The mechanisms by which forskolin stimulates adenylate cyclase activity in turkey erythrocyte membranes and is influenced by manganese and Gpp(NH)p were studied. Forskolin-dependent adenylate cyclase activity in particulate turkey erythrocyte membranes is enhanced following preincubation of membranes with isoproterenol and GMP (cleared membranes). In contrast, solubilization of turkey erythrocyte membranes, previously cleared, renders them relatively refractory to forskolin but not to Gpp(NH)p. Whereas adenylate cyclase activity due to the simultaneous presence of forskolin and Mn2+ in particulate turkey erythrocyte membranes is additive, their copresence becomes synergistic after solubilization. The apparent Kact for forskolin activation of adenylate cyclase is not influenced by clearance or by the presence of Mn2+ in particulate turkey erythrocyte membranes. Following solubilization, the Vmax for forskolin-dependent adenylate cyclase activation determined in the presence of Mn2+ is also independent of clearance. Forskolin activation of turkey erythrocyte adenylate cyclase appears to be influenced at sites in addition to the catalytic unit.

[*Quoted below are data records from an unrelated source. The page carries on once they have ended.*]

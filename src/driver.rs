//! Bring-up, then sample, report and wait, forever.

use crate::adc::{Adc, Enabled};
use crate::num::Truncate;
use crate::regs::Bus;
use crate::serial::Serial;
use crate::tim::Timer;
use crate::{ascii, config, rcc, report};

/// What one iteration sampled and sent.
#[derive(Copy, Clone, Debug, PartialEq)]
#[cfg_attr(feature = "defmt", derive(defmt::Format))]
pub struct Reading {
    pub raw: u16,
    pub volts: f32,
    /// Bytes transmitted
    pub sent: usize,
}

pub struct Driver<'a, B: Bus> {
    timer: Timer<'a, B>,
    serial: Serial<'a, B>,
    adc: Adc<'a, B, Enabled>,
}

impl<'a, B: Bus> Driver<'a, B> {
    /// Clocks, then timer, serial and ADC, in that order.
    pub fn init(bus: &'a B) -> Self {
        rcc::configure(bus);
        let timer = Timer::configure(bus);
        let serial = Serial::configure(bus);
        let adc = Adc::configure(bus).enable();

        Self::new(timer, serial, adc)
    }

    /// Assemble from peripherals that have already been brought up (see [`Driver::init`]).
    pub fn new(timer: Timer<'a, B>, serial: Serial<'a, B>, adc: Adc<'a, B, Enabled>) -> Self {
        Self { timer, serial, adc }
    }

    /// Sample the input, send the report line, then wait out the sample period.
    pub fn step(&mut self) -> Reading {
        self.adc.start(config::adc::CHANNEL);
        self.adc.wait_for_conversion();
        let raw = self.adc.read_value();

        let volts = report::voltage(raw);
        let codes = ascii::codes(raw.into());
        let line = report::render(&codes, volts);
        drop(codes);

        let sent = self.serial.send_string(
            line.as_bytes(),
            line.len(),
            config::serial::SEND_TIMEOUT_MS,
        );

        self.timer
            .delay_ms(config::driver::SAMPLE_PERIOD.to_millis().truncate());

        Reading { raw, volts, sent }
    }

    /// Call [`Driver::step`] forever, handing each reading to `on_reading`.
    pub fn run(&mut self, mut on_reading: impl FnMut(&Reading)) -> ! {
        loop {
            let reading = self.step();
            on_reading(&reading);
        }
    }
}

研究了福斯高林刺激火鸡红细胞膜中腺苷酸环化酶活性的机制以及锰和Gpp(NH)p对其的影响。在用异丙肾上腺素和GMP预孵育膜(清除后的膜)后,颗粒状火鸡红细胞膜中依赖福斯高林的腺苷酸环化酶活性增强。相比之下,先前清除过的火鸡红细胞膜经溶解后,对福斯高林相对不敏感,但对Gpp(NH)p仍敏感。虽然在颗粒状火鸡红细胞膜中,福斯高林和Mn2+同时存在时腺苷酸环化酶活性是相加的,但溶解后它们的共同存在变得具有协同性。颗粒状火鸡红细胞膜中福斯高林激活腺苷酸环化酶的表观Kact不受清除或Mn2+存在的影响。溶解后,在Mn2+存在下测定的依赖福斯高林的腺苷酸环化酶激活的Vmax也与清除无关。火鸡红细胞腺苷酸环化酶的福斯高林激活似乎除了催化单元外还受其他位点的影响。